Der Genius Mozart war rastlos tätig. Ein berühmtes Stück soll er auf einer Kegelbahn geschrieben haben, ein anderes am Billardtisch. Auf Reisen komponierte er sogar in der schaukelnden Reisekutsche. In Mailand arbeitete er in einer Wohnung, die er in einem Brief so beschrieb: „Über uns ist ein Violinist, unter uns auch, neben uns ein Singmeister, der Lektionen gibt, in dem letzten Zimmer uns gegenüber ist ein Oboist. Das ist lustig zum Komponieren! Gibt einem viel Gedanken.“ [Anmerkung der Mythen-Post: Für Urs Beeler wäre dies das Grauen!!!]
Der Kinderstar
Musik lag ihm im Blut. Der Vater, Leopold Mozart, war Mitglied der Salzburger Hofkapelle. Wenn Mozarts ältere Schwester Maria Anna, das „Nannerl“, beim Papa Musikstunde hatte, lauschte der kleine Wolfgang aufmerksam und probierte mit den winzigen Händchen Dreiklänge auf dem Cembalo. Mit fünf Jahren spielte er bereits längere Stücke makellos und improvisierte kurze Kompositionen. Der beeindruckte Vater beschloss, sich ganz der Entwicklung dieser genialen Begabung zu widmen. [Anmerkung der Mythen-Post: Einzelförderung bringt mehr als die heute praktizierte „Kollektivschulung“.]

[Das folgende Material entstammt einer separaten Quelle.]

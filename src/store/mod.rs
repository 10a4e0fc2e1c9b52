//! Persistence for the inference engine.
//!
//! Two backends implement the raw [`KvStore`] interface:
//!
//! - [`MemStore`]: in-memory (DashMap), for memory-only sessions and tests
//! - [`DurableStore`]: ACID transactions (redb), for real sessions
//!
//! [`RecordStore`] sits on top and owns the persisted layout: two independent
//! flat JSON records under fixed keys, one for the inference state and one
//! for the enabled flag. Loads never fail: missing or corrupted records fall
//! back to defaults.

pub mod durable;
pub mod mem;

use std::sync::Arc;

use crate::error::StoreError;
use crate::state::InferenceState;

pub use durable::DurableStore;
pub use mem::MemStore;

/// Result type for store operations.
pub type StoreResult<T> = std::result::Result<T, StoreError>;

/// Key of the `{mood, energy, lastUpdate}` record.
pub const STATE_KEY: &str = "sakura_inference_state";
/// Key of the boolean enabled flag.
pub const ENABLED_KEY: &str = "sakura_inference_enabled";

/// Raw byte-level key-value backend.
pub trait KvStore: Send + Sync {
    /// Insert or replace a value.
    fn put(&self, key: &str, value: &[u8]) -> StoreResult<()>;
    /// Read a value. `Ok(None)` if the key doesn't exist.
    fn get(&self, key: &str) -> StoreResult<Option<Vec<u8>>>;
    /// Delete a key. Returns whether it existed.
    fn remove(&self, key: &str) -> StoreResult<bool>;
}

/// Typed access to the two persisted inference records.
#[derive(Clone)]
pub struct RecordStore {
    backend: Arc<dyn KvStore>,
}

impl RecordStore {
    pub fn new(backend: Arc<dyn KvStore>) -> Self {
        Self { backend }
    }

    /// A record store over a fresh [`MemStore`].
    pub fn memory_only() -> Self {
        Self::new(Arc::new(MemStore::new()))
    }

    /// Strict read of the state record.
    pub fn try_load_state(&self) -> StoreResult<Option<InferenceState>> {
        self.read_json(STATE_KEY)
    }

    /// Strict read of the enabled flag.
    pub fn try_load_enabled(&self) -> StoreResult<Option<bool>> {
        self.read_json(ENABLED_KEY)
    }

    /// Load the state record, falling back to baseline when it is missing,
    /// unreadable or corrupted. Loaded values are clamped into the domain.
    pub fn load_state(&self) -> InferenceState {
        match self.try_load_state() {
            Ok(Some(state)) => state.sanitized(),
            Ok(None) => InferenceState::baseline(),
            Err(e) => {
                tracing::warn!(key = STATE_KEY, error = %e, "discarding persisted state, using baseline");
                InferenceState::baseline()
            }
        }
    }

    /// Load the enabled flag, defaulting to `true`.
    pub fn load_enabled(&self) -> bool {
        match self.try_load_enabled() {
            Ok(Some(enabled)) => enabled,
            Ok(None) => true,
            Err(e) => {
                tracing::warn!(key = ENABLED_KEY, error = %e, "discarding persisted flag, defaulting to enabled");
                true
            }
        }
    }

    pub fn save_state(&self, state: &InferenceState) -> StoreResult<()> {
        self.write_json(STATE_KEY, state)
    }

    pub fn save_enabled(&self, enabled: bool) -> StoreResult<()> {
        self.write_json(ENABLED_KEY, &enabled)
    }

    fn read_json<T: serde::de::DeserializeOwned>(&self, key: &str) -> StoreResult<Option<T>> {
        let Some(bytes) = self.backend.get(key)? else {
            return Ok(None);
        };
        serde_json::from_slice(&bytes)
            .map(Some)
            .map_err(|e| StoreError::Serialization {
                key: key.to_string(),
                message: e.to_string(),
            })
    }

    fn write_json<T: serde::Serialize>(&self, key: &str, value: &T) -> StoreResult<()> {
        let bytes = serde_json::to_vec(value).map_err(|e| StoreError::Serialization {
            key: key.to_string(),
            message: e.to_string(),
        })?;
        self.backend.put(key, &bytes)
    }
}

impl std::fmt::Debug for RecordStore {
    fn fmt(&self, f: &mut std::fmt::Formatter<'_>) -> std::fmt::Result {
        f.debug_struct("RecordStore").finish_non_exhaustive()
    }
}

#[cfg(test)]
mod tests {
    use super::*;

    fn records() -> (Arc<MemStore>, RecordStore) {
        let mem = Arc::new(MemStore::new());
        let records = RecordStore::new(mem.clone());
        (mem, records)
    }

    #[test]
    fn missing_records_fall_back_to_defaults() {
        let (_, records) = records();
        assert!(records.load_state().is_baseline());
        assert!(records.load_enabled());
    }

    #[test]
    fn records_are_independent() {
        let (mem, records) = records();
        records.save_enabled(false).unwrap();
        assert!(!records.load_enabled());
        assert!(mem.get(STATE_KEY).unwrap().is_none());
        assert!(records.load_state().is_baseline());
    }

    #[test]
    fn state_round_trips_through_json() {
        let (mem, records) = records();
        let state = InferenceState {
            mood: 6.5,
            energy: 5.5,
            last_update: 1_700_000_000_000,
        };
        records.save_state(&state).unwrap();
        assert_eq!(records.load_state(), state);

        let raw = String::from_utf8(mem.get(STATE_KEY).unwrap().unwrap()).unwrap();
        assert!(raw.contains("\"lastUpdate\":1700000000000"));
        assert_eq!(mem.get(ENABLED_KEY).unwrap(), None);
    }

    #[test]
    fn corrupted_records_fall_back_to_defaults() {
        let (mem, records) = records();
        mem.put(STATE_KEY, b"{not json").unwrap();
        mem.put(ENABLED_KEY, b"\"maybe\"").unwrap();

        assert!(matches!(
            records.try_load_state(),
            Err(StoreError::Serialization { .. })
        ));
        assert!(records.load_state().is_baseline());
        assert!(records.load_enabled());
    }

    #[test]
    fn out_of_range_records_are_clamped() {
        let (mem, records) = records();
        mem.put(STATE_KEY, br#"{"mood": 14.0, "energy": -3.0, "lastUpdate": 1}"#)
            .unwrap();
        let state = records.load_state();
        assert_eq!(state.mood, 10.0);
        assert_eq!(state.energy, 0.0);
    }

    #[test]
    fn write_failures_surface_as_errors() {
        let (mem, records) = records();
        mem.set_fail_writes(true);
        assert!(records.save_enabled(true).is_err());
        assert!(records.save_state(&InferenceState::baseline()).is_err());
    }
}
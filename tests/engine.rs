//! End-to-end tests for the inference engine's public surface.

use std::sync::Arc;
use std::time::Duration;

use sakura_cycle::engine::{EngineConfig, InferenceEngine};
use sakura_cycle::insight::InsightLevel;
use sakura_cycle::signal::{Signal, SignalKind, SignalPayload};
use sakura_cycle::state::BASELINE;

const EPS: f64 = 1e-9;

fn test_engine() -> InferenceEngine {
    InferenceEngine::new(EngineConfig {
        auto_start: false,
        ..Default::default()
    })
    .unwrap()
}

fn assert_state(engine: &InferenceEngine, mood: f64, energy: f64) {
    let state = engine.state();
    assert!(
        (state.mood - mood).abs() < EPS && (state.energy - energy).abs() < EPS,
        "expected ({mood}, {energy}), got ({}, {})",
        state.mood,
        state.energy
    );
}

#[test]
fn daily_session_moves_labels() {
    let engine = test_engine();
    let insights = engine.insights();
    assert_eq!(insights.mood.label, InsightLevel::Moderate);
    assert_eq!(insights.energy.label, InsightLevel::Moderate);

    for _ in 0..4 {
        engine.log_signal(SignalKind::TaskComplete);
    }
    engine.log_signal(Signal::game("bubble-pop"));
    assert_state(&engine, 8.0, 7.2);
    assert_eq!(engine.insights().mood.label, InsightLevel::High);
    assert_eq!(engine.insights().energy.label, InsightLevel::Moderate);

    engine.log_signal(Signal::chat("I'm sad and tired and stressed"));
    assert_state(&engine, 6.5, 6.7);

    // 7.5 sits exactly on the threshold and is still Moderate.
    engine.log_signal(Signal::chat("awesome, I feel good"));
    assert_state(&engine, 7.5, 6.7);
    assert_eq!(engine.insights().mood.label, InsightLevel::Moderate);
}

#[test]
fn draining_day_reaches_low_and_clamps_at_zero() {
    let engine = test_engine();
    for _ in 0..10 {
        engine.log_signal(SignalKind::TaskDelete);
        engine.log_signal(Signal::chat("exhausted"));
    }
    assert_state(&engine, 0.0, 0.0);
    assert_eq!(engine.insights().mood.label, InsightLevel::Low);
    assert_eq!(engine.insights().energy.label, InsightLevel::Low);

    engine.reset();
    assert_state(&engine, BASELINE, BASELINE);
}

#[test]
fn unknown_and_noop_signals_leave_state_alone() {
    let engine = test_engine();
    engine.log_signal(SignalKind::AppSession);
    engine.log_signal(SignalKind::from("SOMETHING_NEW".to_string()));
    engine.log_signal(Signal::game("chess"));
    engine.log_signal(Signal::chat("the weather is cloudy"));
    engine.log_signal(Signal::with_payload(
        SignalKind::GamePlayed,
        SignalPayload::default(),
    ));
    assert_state(&engine, BASELINE, BASELINE);
}

#[test]
fn signals_parsed_from_json_are_classified() {
    let engine = test_engine();
    let signal: Signal =
        serde_json::from_str(r#"{"kind":"GAME_PLAYED","payload":{"gameId":"mandala"}}"#).unwrap();
    engine.log_signal(signal);
    assert_state(&engine, 6.5, 5.5);
}

#[test]
fn disabled_engine_ignores_signals_and_decay_until_reenabled() {
    let engine = test_engine();
    engine.log_signal(SignalKind::TaskComplete);
    engine.set_enabled(false);

    engine.log_signal(SignalKind::TaskComplete);
    engine.decay_tick();
    assert_state(&engine, 5.5, 5.5);

    engine.set_enabled(true);
    engine.log_signal(SignalKind::TaskComplete);
    assert_state(&engine, 6.0, 6.0);
    engine.dispose();
}

#[test]
fn background_decay_converges_to_baseline() {
    let engine = InferenceEngine::new(EngineConfig {
        decay_interval: Duration::from_millis(5),
        ..Default::default()
    })
    .unwrap();
    assert!(engine.is_decay_running());

    for _ in 0..4 {
        engine.log_signal(SignalKind::TaskComplete);
    }
    // 2.0 above baseline needs 20 ticks; allow generous slack.
    let deadline = std::time::Instant::now() + Duration::from_secs(10);
    while std::time::Instant::now() < deadline && !engine.state().is_baseline() {
        std::thread::sleep(Duration::from_millis(10));
    }
    assert_state(&engine, BASELINE, BASELINE);

    engine.dispose();
    assert!(!engine.is_decay_running());
}

#[test]
fn concurrent_signals_are_not_lost() {
    let engine = Arc::new(test_engine());
    engine.log_signal(SignalKind::TaskDelete);
    engine.log_signal(SignalKind::TaskDelete);
    engine.log_signal(SignalKind::TaskDelete);
    engine.log_signal(SignalKind::TaskDelete);
    assert_state(&engine, 3.0, 5.0);

    let handles: Vec<_> = (0..4)
        .map(|_| {
            let engine = Arc::clone(&engine);
            std::thread::spawn(move || {
                for _ in 0..2 {
                    engine.log_signal(SignalKind::TaskComplete);
                }
            })
        })
        .collect();
    for handle in handles {
        handle.join().unwrap();
    }

    // 8 × +0.5 from (3.0, 5.0), never touching either bound.
    assert_state(&engine, 7.0, 9.0);
}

1762 reiste er mit Wolfgang und Nannerl nach Wien, in die glanzvolle Metropole des grossen Habsburgerreiches, wo die Geschwister vor Kaiser Franz I. auftraten. Es folgte eine dreieinhalbjährige Kunstreise, die Wolfgang zum gefeiertsten Kind in Europa machte. „Das grösste Wunderkind, dessen sich Europa, wenn nicht die Menschheit rühmen kann“, so hiess es im Londoner Public Advertiser, „ist unwidersprochen der kleine österreichische Knabe Wolfgang Amadeus Mozart.“
Trotz seiner Erfolge blieb Wolfgang in vielem ein ganz normales Kind. Sein zartes Gesicht, so tiefernst, wenn er spielte, strahlte vor kindlichem Vergnügen, wenn er seine Spässe trieb, und in den grossen haselnussbraunen Augen sass der Schalk. Sehr oft, berichtet ein britischer Beobachter, sei das Wunderkind „mit einem Stock zwischen den Beinen wie auf einem Pferd durch den Raum gehopst“.
Auf Reisen
Als Vater und Sohn nach Italien kamen, war ihnen der Ruhm des jungen Genies schon ins Land der Musik und der Musiker vorausgeeilt. Eine Stadt nach der anderen legte ihm ihre Bewunderung zu Füssen. In Bologna wurde Wolfgang als Mitglied in die altberühmte Accademia filarmonica aufgenommen, obwohl er das vorgeschriebene Mindestalter von 20 Jahren noch längst nicht erreicht hatte. In Rom verlieh ihm Papst Clemens XIV. den Orden vom goldenen Sporn. In Mailand fand die Uraufführung des Mitridate statt, Mozarts erster bedeutender Oper, die er so zügig komponiert hatte, dass ihn die Finger schmerzten. Sie wurde über 20mal bei vollen Häusern wiederholt.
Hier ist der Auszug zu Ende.